(TASK DATA begins)

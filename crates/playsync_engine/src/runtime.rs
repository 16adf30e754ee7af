//! Tokio runtime glue: a WebSocket transport and an endpoint task that drives
//! the engine.

use crate::backend::{PlaybackBackend, PlayerState};
use crate::config::PlaybackRole;
use crate::engine::{Delivery, EngineStats, ReconciliationEngine};
use crate::error::{SyncError, SyncResult};
use crate::state::ConnectionStatus;
use crate::transport::{Transport, TransportEvent};
use futures_util::{SinkExt, StreamExt};
use tokio::sync::{mpsc, oneshot};
use tokio::task::JoinHandle;
use tokio_tungstenite::tungstenite::Message;
use tracing::{debug, info, warn};

/// WebSocket transport backed by a background task.
///
/// Every `open` spawns a task that dials the relay and pumps frames in both
/// directions, reporting progress on the events channel. A dial failure is
/// reported as `Failed` followed by `Closed`.
pub struct WsTransport {
    events: mpsc::UnboundedSender<TransportEvent>,
    outbound: Option<mpsc::UnboundedSender<String>>,
    task: Option<JoinHandle<()>>,
}

impl WsTransport {
    /// Creates a transport reporting to `events`.
    pub fn new(events: mpsc::UnboundedSender<TransportEvent>) -> Self {
        Self {
            events,
            outbound: None,
            task: None,
        }
    }

    /// Creates a transport and the receiver for its events.
    pub fn channel() -> (Self, mpsc::UnboundedReceiver<TransportEvent>) {
        let (tx, rx) = mpsc::unbounded_channel();
        (Self::new(tx), rx)
    }

    fn abort_task(&mut self) {
        if let Some(task) = self.task.take() {
            task.abort();
        }
    }
}

impl Transport for WsTransport {
    fn open(&mut self, url: &str) -> SyncResult<()> {
        let handle = tokio::runtime::Handle::try_current()
            .map_err(|e| SyncError::transport_fatal(format!("no tokio runtime: {}", e)))?;

        self.abort_task();
        let (tx, rx) = mpsc::unbounded_channel();
        self.outbound = Some(tx);
        self.task = Some(handle.spawn(run_socket(url.to_owned(), rx, self.events.clone())));
        Ok(())
    }

    fn send(&mut self, frame: String) -> SyncResult<()> {
        let outbound = self
            .outbound
            .as_ref()
            .ok_or_else(|| SyncError::transport_retryable("transport not open"))?;
        outbound
            .send(frame)
            .map_err(|_| SyncError::transport_retryable("connection closed"))
    }

    fn close(&mut self) {
        // The socket task sends a close frame once its queue is dropped.
        self.outbound = None;
    }
}

impl Drop for WsTransport {
    fn drop(&mut self) {
        self.abort_task();
    }
}

async fn run_socket(
    url: String,
    mut outbound: mpsc::UnboundedReceiver<String>,
    events: mpsc::UnboundedSender<TransportEvent>,
) {
    let ws = match tokio_tungstenite::connect_async(url.as_str()).await {
        Ok((ws, _response)) => ws,
        Err(e) => {
            let _ = events.send(TransportEvent::Failed(e.to_string()));
            let _ = events.send(TransportEvent::Closed);
            return;
        }
    };
    let _ = events.send(TransportEvent::Opened);
    let (mut write, mut read) = ws.split();

    loop {
        tokio::select! {
            frame = outbound.recv() => match frame {
                Some(frame) => {
                    if let Err(e) = write.send(Message::text(frame)).await {
                        let _ = events.send(TransportEvent::Failed(e.to_string()));
                        break;
                    }
                }
                None => {
                    let _ = write.close().await;
                    break;
                }
            },
            incoming = read.next() => match incoming {
                Some(Ok(Message::Text(text))) => {
                    let _ = events.send(TransportEvent::Frame(text.as_str().to_owned()));
                }
                Some(Ok(Message::Binary(bytes))) => match String::from_utf8(bytes.to_vec()) {
                    Ok(text) => {
                        let _ = events.send(TransportEvent::Frame(text));
                    }
                    Err(_) => warn!("dropping non-utf8 binary frame"),
                },
                Some(Ok(Message::Close(_))) | None => break,
                Some(Ok(_)) => {}
                Some(Err(e)) => {
                    let _ = events.send(TransportEvent::Failed(e.to_string()));
                    break;
                }
            },
        }
    }

    let _ = events.send(TransportEvent::Closed);
}

/// A request to a running endpoint.
#[derive(Debug)]
pub enum EndpointCommand {
    /// Connect to the relay.
    Connect,
    /// Disconnect without reconnecting.
    Disconnect,
    /// Load an item and broadcast it.
    Load(String),
    /// Play and broadcast.
    Play,
    /// Pause and broadcast.
    Pause,
    /// Seek and broadcast.
    Seek(f64),
    /// Change the playback role.
    SetRole(PlaybackRole),
    /// The backend reported a state change.
    BackendState(PlayerState),
    /// Report a status snapshot.
    Status(oneshot::Sender<EndpointStatus>),
    /// Stop the endpoint.
    Shutdown,
}

/// Snapshot of a running endpoint.
#[derive(Debug, Clone)]
pub struct EndpointStatus {
    /// Connection status.
    pub status: ConnectionStatus,
    /// Playback role.
    pub role: PlaybackRole,
    /// Loaded item.
    pub item_id: Option<String>,
    /// Local playing flag.
    pub playing: bool,
    /// Backend position, if a backend is attached.
    pub position: Option<f64>,
    /// Last relay handshake.
    pub handshake: Option<String>,
    /// Engine counters.
    pub stats: EngineStats,
}

/// Cloneable handle to a running endpoint.
#[derive(Debug, Clone)]
pub struct EndpointHandle {
    commands: mpsc::UnboundedSender<EndpointCommand>,
}

impl EndpointHandle {
    /// Sends a command.
    pub fn send(&self, command: EndpointCommand) -> SyncResult<()> {
        self.commands
            .send(command)
            .map_err(|_| SyncError::EndpointStopped)
    }

    /// Returns a status snapshot.
    pub async fn status(&self) -> SyncResult<EndpointStatus> {
        let (tx, rx) = oneshot::channel();
        self.send(EndpointCommand::Status(tx))?;
        rx.await.map_err(|_| SyncError::EndpointStopped)
    }

    /// Asks the endpoint to stop.
    pub fn shutdown(&self) -> SyncResult<()> {
        self.send(EndpointCommand::Shutdown)
    }
}

/// Runs a [`ReconciliationEngine`] on a tokio task.
pub struct Endpoint;

impl Endpoint {
    /// Spawns the endpoint task.
    ///
    /// `events` must be the receiver for the engine's transport. The task
    /// returns the engine once it shuts down.
    pub fn spawn<T, B>(
        engine: ReconciliationEngine<T, B>,
        events: mpsc::UnboundedReceiver<TransportEvent>,
    ) -> (EndpointHandle, JoinHandle<ReconciliationEngine<T, B>>)
    where
        T: Transport + Send + 'static,
        B: PlaybackBackend + Send + 'static,
    {
        let (tx, rx) = mpsc::unbounded_channel();
        let task = tokio::spawn(run_endpoint(engine, events, rx));
        (EndpointHandle { commands: tx }, task)
    }
}

async fn run_endpoint<T, B>(
    mut engine: ReconciliationEngine<T, B>,
    mut events: mpsc::UnboundedReceiver<TransportEvent>,
    mut commands: mpsc::UnboundedReceiver<EndpointCommand>,
) -> ReconciliationEngine<T, B>
where
    T: Transport,
    B: PlaybackBackend,
{
    loop {
        let wait = engine
            .next_deadline()
            .map(|deadline| deadline.saturating_sub(engine.now()));
        let timer = async {
            match wait {
                Some(duration) => tokio::time::sleep(duration).await,
                None => std::future::pending().await,
            }
        };

        tokio::select! {
            biased;
            Some(event) = events.recv() => engine.handle_transport_event(event),
            command = commands.recv() => {
                let Some(command) = command else { break };
                if !apply_command(&mut engine, command) {
                    break;
                }
            }
            _ = timer => {
                engine.fire_due_timers();
            }
        }
    }

    engine.shutdown();
    info!("endpoint stopped");
    engine
}

/// Returns false once the endpoint should stop.
fn apply_command<T: Transport, B: PlaybackBackend>(
    engine: &mut ReconciliationEngine<T, B>,
    command: EndpointCommand,
) -> bool {
    match command {
        EndpointCommand::Connect => {
            if let Err(e) = engine.connect() {
                warn!(error = %e, "connect failed");
            }
        }
        EndpointCommand::Disconnect => engine.disconnect(),
        EndpointCommand::Load(item_id) => report("load", engine.load(&item_id)),
        EndpointCommand::Play => report("play", engine.play()),
        EndpointCommand::Pause => report("pause", engine.pause()),
        EndpointCommand::Seek(position) => report("seek", engine.seek(position)),
        EndpointCommand::SetRole(role) => engine.set_role(role),
        EndpointCommand::BackendState(state) => engine.on_backend_state_change(state),
        EndpointCommand::Status(reply) => {
            let _ = reply.send(EndpointStatus {
                status: engine.status(),
                role: engine.role(),
                item_id: engine.session().item_id().map(str::to_owned),
                playing: engine.is_local_playing(),
                position: engine.backend().map(|b| b.current_position()),
                handshake: engine.last_handshake().map(str::to_owned),
                stats: engine.stats(),
            });
        }
        EndpointCommand::Shutdown => return false,
    }
    true
}

fn report(operation: &str, result: SyncResult<Delivery>) {
    match result {
        Ok(delivery) => debug!(operation, ?delivery, "request handled"),
        Err(e) => warn!(operation, error = %e, "request failed"),
    }
}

(TASK DATA ends)

● WHAT NEEDS TO BE DONE
The lines above that hold the word "playing" need counting; write the count and nothing more.

● EXPECTED ANSWER
3